Company Overview
NACCO Industries, Inc. operates within the energy sector, specifically focusing on the thermal coal industry through its natural resources business. The company's operational scope is divided into three primary segments: Utility Coal Mining, Contract Mining, and Minerals and Royalties, where the Utility Coal Mining segment executes surface coal mining operations under long-term contracts for power plants. As of the latest available data, the company holds a market capitalization of $386.52M and generates annual revenue of $277.20M. The organization employs approximately 600 individuals to support its mining and royalty operations. These valuation and revenue figures indicate that NACCO Industries is a mid-sized entity within the thermal coal landscape, balancing significant operational scale with a market capitalization that reflects its niche position in the utility power supply chain. The combination of a relatively small workforce of 600 employees and a revenue stream exceeding $277 million suggests a capital-intensive business model where asset efficiency is paramount for maintaining profitability in a specialized industrial sector.
Financial Health
The company reported a total revenue of $277.20M over the trailing twelve months, resulting in a net income of $17.57M and an EBITDA of -$15,308,000. The substantial gap between positive net income and negative EBITDA reveals a distinct cost structure where interest expenses are high enough to turn an operational loss into a reported profit, a situation often seen in leveraged mining companies. Free cash flow stands at -$21,876,876, which indicates that the company is currently consuming cash rather than generating it, thereby limiting its financial flexibility for capital expenditures or internal reinvestment without external financing. Margin analysis shows a gross margin of 13.9%, an operating margin of -11.7%, and a profit margin of 6.3%; the negative operating margin signals that operating expenses are exceeding gross profits, while the positive profit margin is entirely dependent on non-operating income to offset these operational deficits. The balance sheet presents a complex picture with $49.71M in cash available against $111.31M in total debt, supported by a debt-to-equity ratio of 25.93, which classifies the balance sheet as highly leveraged rather than conservative. Liquidity is supported by a current ratio of 3.09, indicating that the company possesses more than three times the current assets necessary to cover its short-term liabilities. Return on equity stands at 4.2% while return on assets is -3.9%, suggesting that management is generating limited returns on shareholder capital and that the asset base is currently contributing to a loss on a pre-financing basis.
Valuation Assessment
The trailing twelve-month P/E ratio is 21.83, while the forward P/E ratio is not available due to the lack of projected earnings growth.

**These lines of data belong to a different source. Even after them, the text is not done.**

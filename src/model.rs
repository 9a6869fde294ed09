mod party;
mod record;
mod shared;
mod task_owned;

pub use party::{LocalKeys, OffererModel, PartyIdentity, TakerModel};
pub use record::{PersistedModel, CLOSED_TRADE_NAMESPACE};
pub use shared::{NodeContext, SharedTradeModel};
pub use task_owned::TaskOwned;

pub(crate) fn persistence_key(model_type_name: &str, trade_id: crate::common::TradeId) -> String {
    format!("{}_{}", model_type_name, trade_id)
}
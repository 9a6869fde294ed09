mod model;
mod tasks;

pub use model::{BuyerAsOffererModel, BuyerAsOffererRecord};
pub use tasks::BuyerAsOffererTask;
mod runner;

pub use runner::{RunnerCancel, RunnerOutcome, TaskRunner};

use std::fmt::Debug;

use async_trait::async_trait;
use serde::{Deserialize, Serialize};

use crate::{common::TradeId, error::FiatSwapError};

#[derive(Clone, Copy, Debug, PartialEq, Eq, Serialize, Deserialize)]
pub enum FailureKind {
    /// Peer or artifact failed a check. The trade cannot continue.
    Verification,
    /// Local resources were insufficient. The user may re-attempt.
    Resource,
    /// Peer or network unreachable. The remainder stays queued.
    Transport,
}

#[derive(Clone, Debug, PartialEq, Eq)]
pub struct TaskFailure {
    pub kind: FailureKind,
    pub reason: String,
}

impl TaskFailure {
    pub fn verification(reason: impl Into<String>) -> Self {
        Self {
            kind: FailureKind::Verification,
            reason: reason.into(),
        }
    }

    pub fn resource(reason: impl Into<String>) -> Self {
        Self {
            kind: FailureKind::Resource,
            reason: reason.into(),
        }
    }

    pub fn transport(reason: impl Into<String>) -> Self {
        Self {
            kind: FailureKind::Transport,
            reason: reason.into(),
        }
    }
}

#[derive(Clone, Debug, PartialEq, Eq)]
pub enum TaskOutcome {
    Complete,
    Failed(TaskFailure),
}

impl TaskOutcome {
    pub fn failed_verification(reason: impl Into<String>) -> Self {
        TaskOutcome::Failed(TaskFailure::verification(reason))
    }

    pub fn failed_resource(reason: impl Into<String>) -> Self {
        TaskOutcome::Failed(TaskFailure::resource(reason))
    }

    pub fn failed_transport(reason: impl Into<String>) -> Self {
        TaskOutcome::Failed(TaskFailure::transport(reason))
    }

    /// Classifies an error returned by a collaborator. Contract violations are
    /// passed through to the runner.
    pub fn from_service_error(error: FiatSwapError) -> TaskResult {
        match error {
            FiatSwapError::ContractViolation { .. } => Err(error),
            FiatSwapError::Transport { .. } | FiatSwapError::ChannelClosed { .. } => {
                Ok(TaskOutcome::failed_transport(error.to_string()))
            }
            _ => Ok(TaskOutcome::failed_resource(error.to_string())),
        }
    }
}

/// `Ok` carries the task's terminal outcome. `Err` is reserved for contract
/// violations, which the runner escalates instead of reporting as a failure.
pub type TaskResult = Result<TaskOutcome, FiatSwapError>;

/// One atomic protocol step bound to a model. Must tolerate being re-run from
/// persisted state.
#[async_trait]
pub trait Task<M: Send>: Debug + Send + Sync {
    async fn run(&self, model: &mut M) -> TaskResult;
}

/// A model a `TaskRunner` can drive and checkpoint.
#[async_trait]
pub trait ProtocolModel: Send + Sync + Sized {
    type Task: Task<Self> + Clone;

    fn trade_id(&self) -> TradeId;

    /// Remembers the not-yet-run remainder so a resume can re-queue it.
    fn record_pending_tasks(&mut self, tasks: Vec<Self::Task>);

    async fn persist(&self) -> Result<(), FiatSwapError>;
}
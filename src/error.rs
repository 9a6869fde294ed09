use std::error::Error;
use std::fmt::{Display, Formatter, Result};

use bitcoin::Amount;

use crate::{common::TradeId, task::FailureKind};

#[derive(Debug)]
pub enum FiatSwapError {
    Simple {
        description: String,
    },
    UnknownTrade {
        trade_id: TradeId,
    },
    OutOfPhase {
        trade_id: TradeId,
        description: String,
    },
    ContractViolation {
        description: String,
    },
    TaskFailed {
        trade_id: TradeId,
        kind: FailureKind,
        reason: String,
    },
    InsufficientFunds {
        needed: Amount,
        available: Amount,
    },
    InvalidAddress {
        address: String,
        description: String,
    },
    Transport {
        description: String,
    },
    ChannelClosed {
        description: String,
    },
    SerdesJson {
        error: serde_json::Error,
    },
    Io {
        error: std::io::Error,
    },
    Secp256k1 {
        error: secp256k1::Error,
    },
}

impl Error for FiatSwapError {}

impl Display for FiatSwapError {
    fn fmt(&self, f: &mut Formatter) -> Result {
        let error_string: String = match self {
            FiatSwapError::Simple { description } => {
                format!("FiatSwap-Error | Simple - {}", description)
            }
            FiatSwapError::UnknownTrade { trade_id } => {
                format!("FiatSwap-Error | UnknownTrade - No pending trade w/ TradeID {}", trade_id)
            }
            FiatSwapError::OutOfPhase {
                trade_id,
                description,
            } => format!(
                "FiatSwap-Error | OutOfPhase - Trade w/ TradeID {} - {}",
                trade_id, description
            ),
            FiatSwapError::ContractViolation { description } => {
                format!("FiatSwap-Error | ContractViolation - {}", description)
            }
            FiatSwapError::TaskFailed {
                trade_id,
                kind,
                reason,
            } => format!(
                "FiatSwap-Error | TaskFailed - Trade w/ TradeID {} - {:?} failure - {}",
                trade_id, kind, reason
            ),
            FiatSwapError::InsufficientFunds { needed, available } => format!(
                "FiatSwap-Error | InsufficientFunds - needed {} but only {} available",
                needed, available
            ),
            FiatSwapError::InvalidAddress {
                address,
                description,
            } => format!(
                "FiatSwap-Error | InvalidAddress - {:?} - {}",
                address, description
            ),
            FiatSwapError::Transport { description } => {
                format!("FiatSwap-Error | Transport - {}", description)
            }
            FiatSwapError::ChannelClosed { description } => {
                format!("FiatSwap-Error | ChannelClosed - {}", description)
            }
            FiatSwapError::SerdesJson { error } => {
                format!("FiatSwap-Error | serde_json - {}", error)
            }
            FiatSwapError::Io { error } => format!("FiatSwap-Error | io - {}", error),
            FiatSwapError::Secp256k1 { error } => {
                format!("FiatSwap-Error | secp256k1 - {}", error)
            }
        };
        write!(f, "{}", error_string)
    }
}

impl FiatSwapError {
    pub(crate) fn simple(description: impl Into<String>) -> Self {
        FiatSwapError::Simple {
            description: description.into(),
        }
    }

    pub(crate) fn contract(description: impl Into<String>) -> Self {
        FiatSwapError::ContractViolation {
            description: description.into(),
        }
    }
}

impl From<serde_json::Error> for FiatSwapError {
    fn from(e: serde_json::Error) -> FiatSwapError {
        FiatSwapError::SerdesJson { error: e }
    }
}

impl From<std::io::Error> for FiatSwapError {
    fn from(e: std::io::Error) -> FiatSwapError {
        FiatSwapError::Io { error: e }
    }
}

impl From<secp256k1::Error> for FiatSwapError {
    fn from(e: secp256k1::Error) -> FiatSwapError {
        FiatSwapError::Secp256k1 { error: e }
    }
}

impl<T> From<tokio::sync::mpsc::error::SendError<T>> for FiatSwapError {
    fn from(e: tokio::sync::mpsc::error::SendError<T>) -> FiatSwapError {
        FiatSwapError::ChannelClosed {
            description: e.to_string(),
        }
    }
}

impl From<tokio::sync::oneshot::error::RecvError> for FiatSwapError {
    fn from(e: tokio::sync::oneshot::error::RecvError) -> FiatSwapError {
        FiatSwapError::ChannelClosed {
            description: e.to_string(),
        }
    }
}
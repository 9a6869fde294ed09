use async_trait::async_trait;
use serde::{Deserialize, Serialize};
use tracing::{debug, info};

use crate::{
    common::{parse_address, FeePolicy},
    error::FiatSwapError,
    message::ProtocolMessage,
    services::{locked_total, DepositTxRequest, PayoutTerms, TradeTxKind},
    task::{Task, TaskOutcome, TaskResult},
    trade::{Contract, TradeState},
};

use super::model::SellerAsTakerModel;

#[derive(Clone, Copy, Debug, PartialEq, Eq, Serialize, Deserialize)]
pub enum SellerAsTakerTask {
    PayTakeOfferFee,
    SendTakeOfferRequest,
    ProcessRespondToTakeOfferRequest,
    VerifyOffererAccount,
    VerifyContract,
    SignAndPublishDepositTx,
    SendDepositTxPublished,
    ProcessFiatTransferStarted,
    SetFiatPaymentStarted,
    VerifyOffererPayoutSignature,
    SetFiatPaymentReceived,
    SignAndPublishPayoutTx,
    SendPayoutTxPublished,
}

#[async_trait]
impl Task<SellerAsTakerModel> for SellerAsTakerTask {
    async fn run(&self, model: &mut SellerAsTakerModel) -> TaskResult {
        match self {
            SellerAsTakerTask::PayTakeOfferFee => pay_take_offer_fee(model).await,
            SellerAsTakerTask::SendTakeOfferRequest => send_take_offer_request(model).await,
            SellerAsTakerTask::ProcessRespondToTakeOfferRequest => {
                process_respond_to_take_offer_request(model)
            }
            SellerAsTakerTask::VerifyOffererAccount => verify_offerer_account(model),
            SellerAsTakerTask::VerifyContract => verify_contract(model),
            SellerAsTakerTask::SignAndPublishDepositTx => sign_and_publish_deposit_tx(model).await,
            SellerAsTakerTask::SendDepositTxPublished => send_deposit_tx_published(model).await,
            SellerAsTakerTask::ProcessFiatTransferStarted => process_fiat_transfer_started(model),
            SellerAsTakerTask::SetFiatPaymentStarted => {
                model.trade.set_state(TradeState::FiatPaymentStarted)?;
                Ok(TaskOutcome::Complete)
            }
            SellerAsTakerTask::VerifyOffererPayoutSignature => {
                verify_offerer_payout_signature(model)
            }
            SellerAsTakerTask::SetFiatPaymentReceived => {
                model.trade.set_state(TradeState::FiatPaymentReceived)?;
                Ok(TaskOutcome::Complete)
            }
            SellerAsTakerTask::SignAndPublishPayoutTx => sign_and_publish_payout_tx(model).await,
            SellerAsTakerTask::SendPayoutTxPublished => send_payout_tx_published(model).await,
        }
    }
}

fn missing_inbound(task: &str) -> FiatSwapError {
    FiatSwapError::contract(format!("{} ran without its inbound message", task))
}

async fn pay_take_offer_fee(model: &mut SellerAsTakerModel) -> TaskResult {
    let trade_id = model.trade.id();
    if !model.take_offer_fee_tx.is_set() {
        // A crash between broadcast and persist leaves the fee only in the wallet.
        let fee_tx = match model
            .shared
            .wallet()
            .find_trade_tx(trade_id, TradeTxKind::TakeOfferFee)
        {
            Some(fee_tx) => {
                debug!("Trade w/ TradeID {} reusing fee tx {}", trade_id, fee_tx.txid);
                fee_tx
            }
            None => match model.shared.wallet().pay_take_offer_fee(trade_id).await {
                Ok(fee_tx) => fee_tx,
                Err(error) => return TaskOutcome::from_service_error(error),
            },
        };
        info!("Trade w/ TradeID {} take offer fee paid in {}", trade_id, fee_tx.txid);
        model.take_offer_fee_tx.set("take_offer_fee_tx", fee_tx)?;
    }
    model.trade.set_state(TradeState::TakeOfferFeePaid)?;
    Ok(TaskOutcome::Complete)
}
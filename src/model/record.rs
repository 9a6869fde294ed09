use serde::{Deserialize, Serialize};

use crate::{
    error::FiatSwapError,
    offerer::{BuyerAsOffererModel, BuyerAsOffererRecord},
    taker::{SellerAsTakerModel, SellerAsTakerRecord},
    trade::TradeSnapshot,
};

pub const CLOSED_TRADE_NAMESPACE: &str = "ClosedTrade";

/// Persisted form of a role model. The tag names the model type, so restoring
/// is a typed decode.
#[derive(Clone, Debug, Serialize, Deserialize)]
#[serde(tag = "model")]
pub enum PersistedModel {
    BuyerAsOfferer(BuyerAsOffererRecord),
    SellerAsTaker(SellerAsTakerRecord),
}

impl PersistedModel {
    pub fn model_type_name(&self) -> &'static str {
        match self {
            PersistedModel::BuyerAsOfferer(_) => BuyerAsOffererModel::MODEL_TYPE_NAME,
            PersistedModel::SellerAsTaker(_) => SellerAsTakerModel::MODEL_TYPE_NAME,
        }
    }

    pub fn trade_snapshot(&self) -> &TradeSnapshot {
        match self {
            PersistedModel::BuyerAsOfferer(record) => &record.trade,
            PersistedModel::SellerAsTaker(record) => &record.trade,
        }
    }

    pub fn decode(blob: &str) -> Result<Self, FiatSwapError> {
        Ok(serde_json::from_str(blob)?)
    }

    pub fn encode(&self) -> Result<String, FiatSwapError> {
        Ok(serde_json::to_string(self)?)
    }
}
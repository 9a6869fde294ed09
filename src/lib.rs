pub mod common;
pub mod config;
pub mod error;
pub mod manager;
pub mod message;
pub mod model;
pub mod notif;
pub mod offer;
pub mod offerer;
pub mod persist;
pub mod protocol;
pub mod services;
pub mod taker;
pub mod task;
pub mod testing;
pub mod trade;

pub use error::FiatSwapError;
pub use manager::TradeManager;
pub use notif::TradeNotif;
pub use trade::{Trade, TradeState};
#![allow(dead_code)]

pub mod logger;
pub mod pair;
mod common;
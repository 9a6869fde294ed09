use std::{path::PathBuf, time::Duration};

use bitcoin::Network;
use serde::{Deserialize, Serialize};

#[derive(Clone, Debug, Serialize, Deserialize)]
#[serde(default)]
pub struct ProtocolConfig {
    /// Root directory for file backed persistence.
    pub data_dir: PathBuf,
    pub network: Network,
    /// Upper bound for a single task. `None` lets a task wait indefinitely.
    pub task_timeout: Option<Duration>,
    pub request_channel_size: usize,
    /// Capacity of the channel handed out by `TradeManager::subscribe_notifs`.
    pub notif_channel_size: usize,
    /// Depth at which a payout counts as settled.
    pub payout_confirmations: u32,
}

impl Default for ProtocolConfig {
    fn default() -> Self {
        Self {
            data_dir: PathBuf::from("fiatswap_data"),
            network: Network::Regtest,
            task_timeout: Some(Duration::from_secs(60)),
            request_channel_size: 10,
            notif_channel_size: 20,
            payout_confirmations: 1,
        }
    }
}

#[cfg(test)]
mod tests {
    use super::*;

    #[test]
    fn test_config_partial_json_falls_back_to_defaults() {
        let json = r#"{ "data_dir": "/tmp/swap", "payout_confirmations": 3 }"#;
        let config: ProtocolConfig = serde_json::from_str(json).unwrap();
        assert_eq!(config.data_dir, PathBuf::from("/tmp/swap"));
        assert_eq!(config.payout_confirmations, 3);
        assert_eq!(config.network, Network::Regtest);
        assert_eq!(config.request_channel_size, 10);
    }
}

The absence of a forward P/E metric implies that the market cannot currently value the stock based on expected future earnings, likely due to the negative EBITDA and the uncertainty surrounding the trajectory of earnings in the thermal coal sector. The price-to-book ratio is 0.89, indicating that the market values the company at less than its net book value, suggesting a market discount that may reflect the risks associated with the thermal coal industry or the current operational losses. Alternative valuation metrics further highlight this discount, with a price-to-sales ratio of 1.39 and an EV/EBITDA of -29.27; these figures suggest that traditional multiple-based valuation methods are distorted by negative earnings and high leverage. Regarding price metrics, the stock has a 52-week high of $59.42 and a 52-week low of $30.00; without a specific current price in the provided facts to calculate the exact percentage, the trading range demonstrates significant volatility over the last year with a range of $29.42. The beta value is 0.45, which indicates that the stock price volatility is significantly lower than the broader market, behaving with less sensitivity to general market movements compared to the typical equity.
Growth & Income
Revenue growth year-over-year is -5.2%, while earnings growth is not available for comparison. The negative revenue growth indicates a contraction in top-line sales, and the lack of available earnings growth data prevents a direct comparison of earnings velocity versus revenue velocity, though the negative revenue trend generally pressures earnings potential. As a dividend payer, the company offers a dividend yield of 2.0% with a payout ratio of 41.9%. This payout ratio, derived from net income, suggests that the company is distributing a portion of its profits, but the sustainability of this yield is contingent upon the ability to maintain profitability amidst negative operating margins and negative free cash flow. The overall growth and income profile for NACCO Industries is characterized by revenue contraction and a reliance on existing cash reserves and potentially non-operating income to fund a modest dividend payout while managing significant debt obligations in a capital-intensive thermal coal environment.